Looks like you lost money in the market and venting out here with your spiel. Tough luck but BRF can't help you in this regard.
Actually the Indian stock markets are currently a bit heated up ... not cheap at all & this has been the case often.

If you invested only in the last couple of weeks - you will be loosing money on them today. Now - if you are a long term investor (minimum of 3 years as holding period) then days like today (not exactly a black swan event, in terms of prediction) & a few more in the coming weeks (till some weak-to-hold-on-bricks also fall off) - are what matters for you to put in much of the money that you have been accumulating slow & steady like a squirrel over a long duration.

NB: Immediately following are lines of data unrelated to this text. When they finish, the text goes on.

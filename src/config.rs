//! Analysis configuration.
//!
//! [`TrendConfig`] collects the knobs of the read path: how union labels are
//! built, which year counts as "current" for the z-score, and how aggressive
//! keyword suggestions are.

/// Default number of characters kept in a union label before the ellipsis.
pub const DEFAULT_UNION_LABEL_BUDGET: usize = 50;

/// Default separator between the words of a union label.
pub const DEFAULT_UNION_SEPARATOR: &str = ", ";

/// Default number of suggestions attached to an unknown keyword error.
pub const DEFAULT_SUGGESTION_LIMIT: usize = 3;

/// Default minimum Jaro-Winkler similarity for a suggestion.
pub const DEFAULT_SUGGESTION_THRESHOLD: f64 = 0.85;

/// Configuration for keyword aggregation and queries.
///
/// # Examples
///
/// ```
/// use keytrend::TrendConfig;
///
/// let mut config = TrendConfig::new();
/// config.set_union_label_budget(30).set_reference_year(Some(2024));
/// assert!(config.validate().is_ok());
/// assert_eq!(config.reference_year(), 2024);
/// ```
#[derive(Debug, Clone)]
pub struct TrendConfig {
    /// Characters kept in a union label
    pub(crate) union_label_budget: usize,
    /// Separator between the words of a union label
    pub(crate) union_separator: String,
    /// Year treated as current; `None` means the local calendar year
    pub(crate) reference_year: Option<i32>,
    /// Maximum number of suggestions for an unknown keyword
    pub(crate) suggestion_limit: usize,
    /// Minimum similarity for a suggestion
    pub(crate) suggestion_threshold: f64,
}

impl Default for TrendConfig {
    fn default() -> Self {
        Self::new()
    }
}

impl TrendConfig {
    /// Creates a new configuration with default settings
    #[must_use]
    pub fn new() -> Self {
        Self {
            union_label_budget: DEFAULT_UNION_LABEL_BUDGET,
            union_separator: DEFAULT_UNION_SEPARATOR.to_string(),
            reference_year: None,
            suggestion_limit: DEFAULT_SUGGESTION_LIMIT,
            suggestion_threshold: DEFAULT_SUGGESTION_THRESHOLD,
        }
    }

    /// Pins the reference year, builder style
    #[must_use]
    pub fn with_reference_year(mut self, year: i32) -> Self {
        self.reference_year = Some(year);
        self
    }

    /// Sets the number of characters kept in a union label
    pub fn set_union_label_budget(&mut self, budget: usize) -> &mut Self {
        self.union_label_budget = budget;
        self
    }

    /// Sets the separator between the words of a union label
    pub fn set_union_separator(&mut self, separator: &str) -> &mut Self {
        self.union_separator = separator.to_string();
        self
    }

    /// Sets the reference year, or `None` to follow the calendar
    pub fn set_reference_year(&mut self, year: Option<i32>) -> &mut Self {
        self.reference_year = year;
        self
    }

    /// Sets the maximum number of keyword suggestions
    pub fn set_suggestion_limit(&mut self, limit: usize) -> &mut Self {
        self.suggestion_limit = limit;
        self
    }

    /// Sets the minimum similarity (0 to 1) for a keyword suggestion
    pub fn set_suggestion_threshold(&mut self, threshold: f64) -> &mut Self {
        self.suggestion_threshold = threshold;
        self
    }

    /// The year treated as current
    pub fn reference_year(&self) -> i32 {
        self.reference_year
            .unwrap_or_else(crate::utils::current_year)
    }

    pub fn union_label_budget(&self) -> usize {
        self.union_label_budget
    }

    pub fn union_separator(&self) -> &str {
        &self.union_separator
    }

    /// Validates the configuration
    pub fn validate(&self) -> Result<(), String> {
        if self.union_label_budget == 0 {
            return Err("Union label budget must be at least 1".to_string());
        }
        if self.union_separator.is_empty() {
            return Err("Union separator cannot be empty".to_string());
        }
        if !(0.0..=1.0).contains(&self.suggestion_threshold) {
            return Err(format!(
                "Suggestion threshold {} is outside 0..=1",
                self.suggestion_threshold
            ));
        }
        Ok(())
    }
}

#[cfg(test)]
mod tests {
    use super::*;

    #[test]
    fn test_config_new() {
        let config = TrendConfig::new();
        assert_eq!(config.union_label_budget, 50);
        assert_eq!(config.union_separator, ", ");
        assert!(config.reference_year.is_none());
        assert!(config.validate().is_ok());
    }

    #[test]
    fn test_reference_year_defaults_to_calendar() {
        let config = TrendConfig::new();
        assert_eq!(config.reference_year(), crate::utils::current_year());
        assert_eq!(config.with_reference_year(1999).reference_year(), 1999);
    }

    #[test]
    fn test_validate_zero_budget() {
        let mut config = TrendConfig::new();
        config.set_union_label_budget(0);
        assert!(config.validate().is_err());
    }

    #[test]
    fn test_validate_empty_separator() {
        let mut config = TrendConfig::new();
        config.set_union_separator("");
        assert!(config.validate().is_err());
    }

    #[test]
    fn test_validate_threshold_range() {
        let mut config = TrendConfig::new();
        config.set_suggestion_threshold(1.5);
        assert!(config.validate().is_err());
    }

    #[test]
    fn test_configuration_chaining() {
        let mut config = TrendConfig::new();
        config
            .set_union_label_budget(10)
            .set_union_separator(" | ")
            .set_reference_year(Some(2020))
            .set_suggestion_limit(5)
            .set_suggestion_threshold(0.5);

        assert_eq!(config.union_label_budget, 10);
        assert_eq!(config.union_separator, " | ");
        assert_eq!(config.reference_year(), 2020);
        assert_eq!(config.suggestion_limit, 5);
        assert_eq!(config.suggestion_threshold, 0.5);
    }
}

If the Indian markets fall steeply ( & there is no reason for it - unless FIIs are all dumping to save their own lives like 'Bear Sterns & such ilk') - the usual saviour of the government - LIC & some other state held insurance companies, will start buying shares to prop up the market. But the Indian economy is in a far better condition than most of the emerging & even developed countries. So the fall in Indian markets i expect - wouldn't be very steep or even long - i guess more people will be waiting to snap up shares when they go down.

Another weakness that can roil up the Indian markets is the usual suspect - monsoon. If it spreads around properly & dumps enough rain - then Indian markets would rise more.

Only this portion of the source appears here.